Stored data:
-- Opening Marker --

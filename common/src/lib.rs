//! Shared building blocks for `scout`: configuration, the scan target model,
//! error types and the logging macros used across the workspace.

pub mod config;
pub mod error;
pub mod log;
pub mod target;

#[doc(hidden)]
pub use tracing as __tracing;
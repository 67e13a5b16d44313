use colored::*;

use crate::{
    mprint,
    terminal::{colors, format, print},
};
use scout_common::config::{Config, SourceKind};
use scout_core::sources::nuclei;

pub fn list(cfg: &Config) {
    let nuclei_found: bool = nuclei::find_binary(cfg.nuclei_bin.as_deref()).is_some();

    for (idx, kind) in SourceKind::ALL.iter().enumerate() {
        print::tree_head(idx, kind.as_str());
        print::as_tree_one_level(vec![
            (
                "About".to_string(),
                kind.description().color(colors::TEXT_DEFAULT),
            ),
            (
                "Timeout".to_string(),
                format!("{}s", cfg.timeouts.for_source(*kind).as_secs()).normal(),
            ),
            format::readiness_to_detail(*kind, cfg, nuclei_found),
        ]);
        if idx + 1 != SourceKind::ALL.len() {
            mprint!();
        }
    }
}
use std::fmt;

use colored::*;
use scout_common::log::{PRINT_TARGET, SUCCESS_TARGET};
use tracing::field::{Field, Visit};
use tracing::{Event, Level, Subscriber};
use tracing_indicatif::IndicatifLayer;
use tracing_subscriber::EnvFilter;
use tracing_subscriber::fmt::format::{self, Writer};
use tracing_subscriber::fmt::{FmtContext, FormatEvent};
use tracing_subscriber::layer::SubscriberExt;
use tracing_subscriber::registry::LookupSpan;
use tracing_subscriber::util::SubscriberInitExt;

const DEFAULT_FILTER: &str = "info";
const VERBOSE_FILTER: &str = "info,scout_core=debug,scout_cli=debug,scout_common=debug";

/// Routes every event through [`ScoutFormatter`] and keeps progress bars
/// below the log lines. `RUST_LOG` overrides the default filter.
pub fn init(verbose: bool) {
    let default = if verbose { VERBOSE_FILTER } else { DEFAULT_FILTER };
    let filter = EnvFilter::try_from_default_env().unwrap_or_else(|_| EnvFilter::new(default));

    let indicatif_layer = IndicatifLayer::new();
    let fmt_layer = tracing_subscriber::fmt::layer()
        .event_format(ScoutFormatter)
        .with_writer(indicatif_layer.get_stdout_writer());

    tracing_subscriber::registry()
        .with(filter)
        .with(fmt_layer)
        .with(indicatif_layer)
        .init();
}

pub struct ScoutFormatter;

impl<S, N> FormatEvent<S, N> for ScoutFormatter
where
    S: Subscriber + for<'a> LookupSpan<'a>,
    N: for<'a> format::FormatFields<'a> + 'static,
{
    fn format_event(
        &self,
        ctx: &FmtContext<'_, S, N>,
        mut writer: Writer<'_>,
        event: &Event<'_>,
    ) -> fmt::Result {
        let meta = event.metadata();

        if meta.target() == PRINT_TARGET {
            let mut raw = RawMessage::default();
            event.record(&mut raw);
            return writeln!(writer, "{}", raw.0.unwrap_or_default());
        }

        let (symbol, color_func): (&str, fn(ColoredString) -> ColoredString) =
            match (*meta.level(), meta.target() == SUCCESS_TARGET) {
                (Level::INFO, true) => ("[✓]", |s| s.green().bold()),
                (Level::TRACE, _) => ("[ ]", |s| s.dimmed()),
                (Level::DEBUG, _) => ("[?]", |s| s.blue()),
                (Level::INFO, _) => ("[+]", |s| s.green().bold()),
                (Level::WARN, _) => ("[*]", |s| s.yellow().bold()),
                _ => ("[-]", |s| s.red().bold()),
            };

        write!(writer, "{} ", color_func(symbol.into()))?;

        ctx.field_format().format_fields(writer.by_ref(), event)?;

        writeln!(writer)
    }
}

#[derive(Default)]
struct RawMessage(Option<String>);

impl Visit for RawMessage {
    fn record_str(&mut self, field: &Field, value: &str) {
        if field.name() == "raw_msg" {
            self.0 = Some(value.to_string());
        }
    }

    fn record_debug(&mut self, field: &Field, value: &dyn fmt::Debug) {
        if field.name() == "raw_msg" && self.0.is_none() {
            self.0 = Some(format!("{value:?}"));
        }
    }
}
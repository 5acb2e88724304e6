use bytes::Bytes;
use serde_json::{json, Value};
use std::sync::{Arc, Mutex};
use std::time::Duration;
use webcarros_client::auth::UserInfo;
use webcarros_client::error::Error;
use webcarros_client::listing::{
    Field, ImageFile, ListingComposer, Notifier, UploadState,
};
use webcarros_client::WebCarros;
use wiremock::matchers::{method, path, path_regex};
use wiremock::{Mock, MockServer, ResponseTemplate};

/// Notification sink that records every notice for assertions
#[derive(Default)]
struct RecordingNotifier {
    successes: Mutex<Vec<String>>,
    failures: Mutex<Vec<String>>,
}

impl Notifier for RecordingNotifier {
    fn notify_success(&self, message: &str) {
        self.successes.lock().unwrap().push(message.to_string());
    }

    fn notify_failure(&self, message: &str) {
        self.failures.lock().unwrap().push(message.to_string());
    }
}

impl RecordingNotifier {
    fn failures(&self) -> Vec<String> {
        self.failures.lock().unwrap().clone()
    }

    fn successes(&self) -> Vec<String> {
        self.successes.lock().unwrap().clone()
    }
}

fn owner() -> UserInfo {
    UserInfo {
        uid: "owner-1".to_string(),
        name: Some("Ana".to_string()),
        email: Some("ana@example.com".to_string()),
    }
}

fn composer_for(server: &MockServer) -> (ListingComposer, Arc<RecordingNotifier>) {
    let client = WebCarros::new(&server.uri(), "test_anon_key");
    let notifier = Arc::new(RecordingNotifier::default());

    let composer = ListingComposer::new(
        Arc::new(client.storage()),
        Arc::new(client.listings()),
        notifier.clone(),
        owner(),
    );
    (composer, notifier)
}

fn jpeg(name: &str) -> ImageFile {
    ImageFile::new(name, "image/jpeg", Bytes::from_static(b"\xff\xd8\xff\xe0fake"))
}

fn fill_valid_form(composer: &ListingComposer) {
    assert!(composer.set_field(Field::Name, "Onix 1.0").is_none());
    assert!(composer.set_field(Field::Model, "1.0 Flex Plus Manual").is_none());
    assert!(composer.set_field(Field::Year, "2016/2016").is_none());
    assert!(composer.set_field(Field::Km, "23.900").is_none());
    assert!(composer.set_field(Field::Price, "69.000").is_none());
    assert!(composer.set_field(Field::City, "Florianopolis").is_none());
    assert!(composer.set_field(Field::Whatsapp, "01112345678").is_none());
    assert!(composer
        .set_field(Field::Description, "Well maintained, single owner")
        .is_none());
}

fn upload_path() -> &'static str {
    r"^/storage/v1/object/car-images/images/owner-1/[0-9a-f]{8}-[0-9a-f-]{27}$"
}

#[tokio::test]
async fn successful_add_appends_one_entry_with_the_resolved_address() {
    let mock_server = MockServer::start().await;

    Mock::given(method("POST"))
        .and(path_regex(upload_path()))
        .respond_with(ResponseTemplate::new(200).set_body_json(json!({ "Key": "ok" })))
        .expect(1)
        .mount(&mock_server)
        .await;

    let (composer, notifier) = composer_for(&mock_server);

    assert!(composer.media().is_empty());
    let attachment = composer.add_image(jpeg("car.jpg")).await.unwrap();

    let entries = composer.images();
    assert_eq!(composer.media().len(), 1);
    assert!(!composer.media().is_empty());
    assert_eq!(entries.len(), 1);
    assert_eq!(entries[0], attachment);
    assert_eq!(attachment.preview, "car.jpg");
    assert_eq!(attachment.owner_uid, "owner-1");
    assert_eq!(
        attachment.url,
        format!(
            "{}/storage/v1/object/public/car-images/images/owner-1/{}",
            mock_server.uri(),
            attachment.id
        )
    );
    assert_eq!(composer.image_status(attachment.id), Some(UploadState::Uploaded));
    assert_eq!(notifier.successes(), vec!["Image uploaded successfully"]);
}

#[tokio::test]
async fn non_image_files_are_rejected_without_any_upload() {
    let mock_server = MockServer::start().await;

    Mock::given(method("POST"))
        .respond_with(ResponseTemplate::new(200))
        .expect(0)
        .mount(&mock_server)
        .await;

    let (composer, notifier) = composer_for(&mock_server);

    let file = ImageFile::new("car.gif", "image/gif", Bytes::from_static(b"GIF89a"));
    let result = composer.add_image(file).await;

    assert!(matches!(result, Err(Error::UnsupportedMediaType(_))));
    assert!(composer.media().is_empty());
    assert_eq!(composer.media().len(), 0);
    assert_eq!(notifier.failures(), vec!["Send a jpeg or png image"]);
}

#[tokio::test]
async fn failed_upload_is_observable_and_retryable_under_the_same_id() {
    let mock_server = MockServer::start().await;

    let broken = Mock::given(method("POST"))
        .and(path_regex(upload_path()))
        .respond_with(ResponseTemplate::new(500).set_body_string("storage down"))
        .expect(1)
        .mount_as_scoped(&mock_server)
        .await;

    let (composer, notifier) = composer_for(&mock_server);

    let result = composer.add_image(jpeg("car.jpg")).await;
    assert!(result.is_err());
    assert!(composer.images().is_empty());
    assert_eq!(notifier.failures(), vec!["Image upload failed, retry to keep it"]);

    let failed = composer.media().failed();
    assert_eq!(failed.len(), 1);
    let id = failed[0];
    assert_eq!(composer.image_status(id), Some(UploadState::Failed));

    drop(broken);
    Mock::given(method("POST"))
        .and(path_regex(upload_path()))
        .respond_with(ResponseTemplate::new(200).set_body_json(json!({ "Key": "ok" })))
        .expect(1)
        .mount(&mock_server)
        .await;

    let attachment = composer.retry_image(id).await.unwrap();

    assert_eq!(attachment.id, id);
    assert_eq!(composer.images().len(), 1);
    assert_eq!(composer.image_status(id), Some(UploadState::Uploaded));
    assert!(composer.media().failed().is_empty());
}

#[tokio::test]
async fn remove_deletes_the_remote_object_before_the_entry() {
    let mock_server = MockServer::start().await;

    Mock::given(method("POST"))
        .and(path_regex(upload_path()))
        .respond_with(ResponseTemplate::new(200).set_body_json(json!({ "Key": "ok" })))
        .mount(&mock_server)
        .await;

    let (composer, _notifier) = composer_for(&mock_server);
    let attachment = composer.add_image(jpeg("car.jpg")).await.unwrap();

    Mock::given(method("DELETE"))
        .and(path(format!(
            "/storage/v1/object/car-images/{}",
            attachment.storage_path()
        )))
        .respond_with(ResponseTemplate::new(200).set_body_json(json!({ "message": "ok" })))
        .expect(1)
        .mount(&mock_server)
        .await;

    composer.remove_image(&attachment).await.unwrap();

    assert!(composer.images().is_empty());
    assert_eq!(composer.image_status(attachment.id), None);
}

#[tokio::test]
async fn remove_treats_a_missing_remote_object_as_deleted() {
    let mock_server = MockServer::start().await;

    Mock::given(method("POST"))
        .and(path_regex(upload_path()))
        .respond_with(ResponseTemplate::new(200).set_body_json(json!({ "Key": "ok" })))
        .mount(&mock_server)
        .await;

    let (composer, _notifier) = composer_for(&mock_server);
    let attachment = composer.add_image(jpeg("car.jpg")).await.unwrap();

    Mock::given(method("DELETE"))
        .respond_with(ResponseTemplate::new(404).set_body_string("not found"))
        .mount(&mock_server)
        .await;

    composer.remove_image(&attachment).await.unwrap();

    assert!(composer.images().is_empty());
}

#[tokio::test]
async fn failed_remote_deletion_keeps_the_entry() {
    let mock_server = MockServer::start().await;

    Mock::given(method("POST"))
        .and(path_regex(upload_path()))
        .respond_with(ResponseTemplate::new(200).set_body_json(json!({ "Key": "ok" })))
        .mount(&mock_server)
        .await;

    let (composer, notifier) = composer_for(&mock_server);
    let attachment = composer.add_image(jpeg("car.jpg")).await.unwrap();

    Mock::given(method("DELETE"))
        .respond_with(ResponseTemplate::new(500).set_body_string("storage down"))
        .mount(&mock_server)
        .await;

    let result = composer.remove_image(&attachment).await;

    assert!(result.is_err());
    assert_eq!(composer.images(), vec![attachment]);
    assert!(notifier
        .failures()
        .contains(&"Could not remove the image".to_string()));
}

#[tokio::test]
async fn the_collection_reflects_completion_order_not_call_order() {
    let mock_server = MockServer::start().await;

    // The first upload to arrive is held back; the second answers fast.
    Mock::given(method("POST"))
        .and(path_regex(upload_path()))
        .respond_with(
            ResponseTemplate::new(200)
                .set_body_json(json!({ "Key": "ok" }))
                .set_delay(Duration::from_millis(300)),
        )
        .up_to_n_times(1)
        .mount(&mock_server)
        .await;

    Mock::given(method("POST"))
        .and(path_regex(upload_path()))
        .respond_with(ResponseTemplate::new(200).set_body_json(json!({ "Key": "ok" })))
        .mount(&mock_server)
        .await;

    let (composer, _notifier) = composer_for(&mock_server);

    let (first, second) = tokio::join!(composer.add_image(jpeg("one.jpg")), async {
        // Make sure one.jpg reaches the server first
        tokio::time::sleep(Duration::from_millis(50)).await;
        composer.add_image(jpeg("two.jpg")).await
    });
    first.unwrap();
    second.unwrap();

    let previews: Vec<String> = composer.images().iter().map(|a| a.preview.clone()).collect();
    assert_eq!(previews, vec!["two.jpg".to_string(), "one.jpg".to_string()]);
}

#[tokio::test]
async fn submit_with_zero_images_never_touches_the_document_store() {
    let mock_server = MockServer::start().await;

    Mock::given(method("POST"))
        .and(path("/rest/v1/cars"))
        .respond_with(ResponseTemplate::new(201))
        .expect(0)
        .mount(&mock_server)
        .await;

    let (composer, notifier) = composer_for(&mock_server);
    fill_valid_form(&composer);

    let result = composer.submit().await;

    assert!(matches!(result, Err(Error::EmptySubmission)));
    assert_eq!(notifier.failures(), vec!["Send at least one image of the car"]);
}

#[tokio::test]
async fn an_invalid_draft_blocks_the_write() {
    let mock_server = MockServer::start().await;

    Mock::given(method("POST"))
        .and(path_regex(upload_path()))
        .respond_with(ResponseTemplate::new(200).set_body_json(json!({ "Key": "ok" })))
        .mount(&mock_server)
        .await;

    Mock::given(method("POST"))
        .and(path("/rest/v1/cars"))
        .respond_with(ResponseTemplate::new(201))
        .expect(0)
        .mount(&mock_server)
        .await;

    let (composer, _notifier) = composer_for(&mock_server);
    composer.add_image(jpeg("car.jpg")).await.unwrap();
    composer.set_field(Field::Name, "Onix 1.0");
    // Everything else left empty

    let result = composer.submit().await;

    match result {
        Err(Error::Validation(errors)) => {
            assert!(errors.for_field(Field::Model).is_some());
            assert!(errors.for_field(Field::Name).is_none());
        }
        other => panic!("expected a validation error, got {:?}", other),
    }
    assert_eq!(composer.images().len(), 1);
}

#[tokio::test]
async fn successful_submit_persists_the_projection_and_resets_local_state() {
    let mock_server = MockServer::start().await;

    Mock::given(method("POST"))
        .and(path_regex(upload_path()))
        .respond_with(ResponseTemplate::new(200).set_body_json(json!({ "Key": "ok" })))
        .mount(&mock_server)
        .await;

    Mock::given(method("POST"))
        .and(path("/rest/v1/cars"))
        .respond_with(ResponseTemplate::new(201).set_body_json(json!([{ "id": 42 }])))
        .expect(1)
        .mount(&mock_server)
        .await;

    let (composer, notifier) = composer_for(&mock_server);
    let attachment = composer.add_image(jpeg("car.jpg")).await.unwrap();
    fill_valid_form(&composer);

    let id = composer.submit().await.unwrap();
    assert_eq!(id, "42");

    // The write carried the normalized fields and the projected images
    let requests = mock_server.received_requests().await.unwrap();
    let write = requests
        .iter()
        .find(|r| r.url.path() == "/rest/v1/cars")
        .expect("the listing write should have been sent");
    let body: Value = serde_json::from_slice(&write.body).unwrap();

    assert_eq!(body["name"], "ONIX 1.0");
    assert_eq!(body["model"], "1.0 Flex Plus Manual");
    assert_eq!(body["owner"], "Ana");
    assert_eq!(body["uid"], "owner-1");
    assert!(body["created"].is_string());

    let images = body["images"].as_array().unwrap();
    assert_eq!(images.len(), 1);
    assert_eq!(images[0]["name"], attachment.id.to_string());
    assert_eq!(images[0]["uid"], "owner-1");
    assert_eq!(images[0]["url"], attachment.url);
    assert!(images[0].get("preview").is_none());

    // Draft and collection return to their empty lifecycle state
    assert_eq!(composer.form(), Default::default());
    assert!(composer.images().is_empty());
    assert!(notifier
        .successes()
        .contains(&"Listing created successfully".to_string()));
}

#[tokio::test]
async fn failed_write_preserves_the_draft_and_the_images() {
    let mock_server = MockServer::start().await;

    Mock::given(method("POST"))
        .and(path_regex(upload_path()))
        .respond_with(ResponseTemplate::new(200).set_body_json(json!({ "Key": "ok" })))
        .mount(&mock_server)
        .await;

    Mock::given(method("POST"))
        .and(path("/rest/v1/cars"))
        .respond_with(ResponseTemplate::new(500).set_body_string("db down"))
        .mount(&mock_server)
        .await;

    let (composer, notifier) = composer_for(&mock_server);
    composer.add_image(jpeg("car.jpg")).await.unwrap();
    fill_valid_form(&composer);
    let before = composer.form();

    let result = composer.submit().await;

    assert!(result.is_err());
    assert_eq!(composer.form(), before);
    assert_eq!(composer.images().len(), 1);
    assert!(notifier
        .failures()
        .contains(&"Could not create the listing, try again".to_string()));
}

#[tokio::test]
async fn a_second_submit_is_refused_while_one_is_in_flight() {
    let mock_server = MockServer::start().await;

    Mock::given(method("POST"))
        .and(path_regex(upload_path()))
        .respond_with(ResponseTemplate::new(200).set_body_json(json!({ "Key": "ok" })))
        .mount(&mock_server)
        .await;

    Mock::given(method("POST"))
        .and(path("/rest/v1/cars"))
        .respond_with(
            ResponseTemplate::new(201)
                .set_body_json(json!([{ "id": 42 }]))
                .set_delay(Duration::from_millis(250)),
        )
        .expect(1)
        .mount(&mock_server)
        .await;

    let (composer, _notifier) = composer_for(&mock_server);
    composer.add_image(jpeg("car.jpg")).await.unwrap();
    fill_valid_form(&composer);

    let composer = Arc::new(composer);
    let background = {
        let composer = composer.clone();
        tokio::spawn(async move { composer.submit().await })
    };

    tokio::time::sleep(Duration::from_millis(50)).await;
    let second = composer.submit().await;
    assert!(matches!(second, Err(Error::SubmissionInFlight)));

    let first = background.await.unwrap();
    assert_eq!(first.unwrap(), "42");
}
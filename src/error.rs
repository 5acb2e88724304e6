//! Error handling for the WebCarros client

use std::fmt;
use thiserror::Error;

use crate::listing::validate::ValidationErrors;

/// Unified error type for the WebCarros client
#[derive(Error, Debug)]
pub enum Error {
    /// Network or HTTP related errors
    #[error("HTTP error: {0}")]
    Http(#[from] reqwest::Error),

    /// JSON serialization or deserialization errors
    #[error("JSON error: {0}")]
    Json(#[from] serde_json::Error),

    /// URL parsing errors
    #[error("URL error: {0}")]
    Url(#[from] url::ParseError),

    /// Local file access errors
    #[error("IO error: {0}")]
    Io(#[from] std::io::Error),

    /// Authentication errors
    #[error("Authentication error: {0}")]
    Auth(String),

    /// Document store errors
    #[error("Database error: {0}")]
    Database(String),

    /// Object storage errors
    #[error("Storage error: {0}")]
    Storage(String),

    /// One or more draft fields failed validation
    #[error("Validation failed: {0}")]
    Validation(ValidationErrors),

    /// The attached file is not a jpeg or png image
    #[error("Unsupported media type: {0}")]
    UnsupportedMediaType(String),

    /// Submission was triggered with no uploaded images
    #[error("A listing needs at least one image")]
    EmptySubmission,

    /// A previous submission of this draft has not finished yet
    #[error("Submission already in flight")]
    SubmissionInFlight,

    /// General errors
    #[error("{0}")]
    General(String),
}

impl Error {
    /// Create a new authentication error
    pub fn auth<T: fmt::Display>(msg: T) -> Self {
        Error::Auth(msg.to_string())
    }

    /// Create a new document store error
    pub fn database<T: fmt::Display>(msg: T) -> Self {
        Error::Database(msg.to_string())
    }

    /// Create a new object storage error
    pub fn storage<T: fmt::Display>(msg: T) -> Self {
        Error::Storage(msg.to_string())
    }

    /// Create a new general error
    pub fn general<T: fmt::Display>(msg: T) -> Self {
        Error::General(msg.to_string())
    }
}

-- Closing Marker --

• **Requirement**:
Supply the number of lines above that contain the word "writeln", and nothing else.

• **Reply**:
2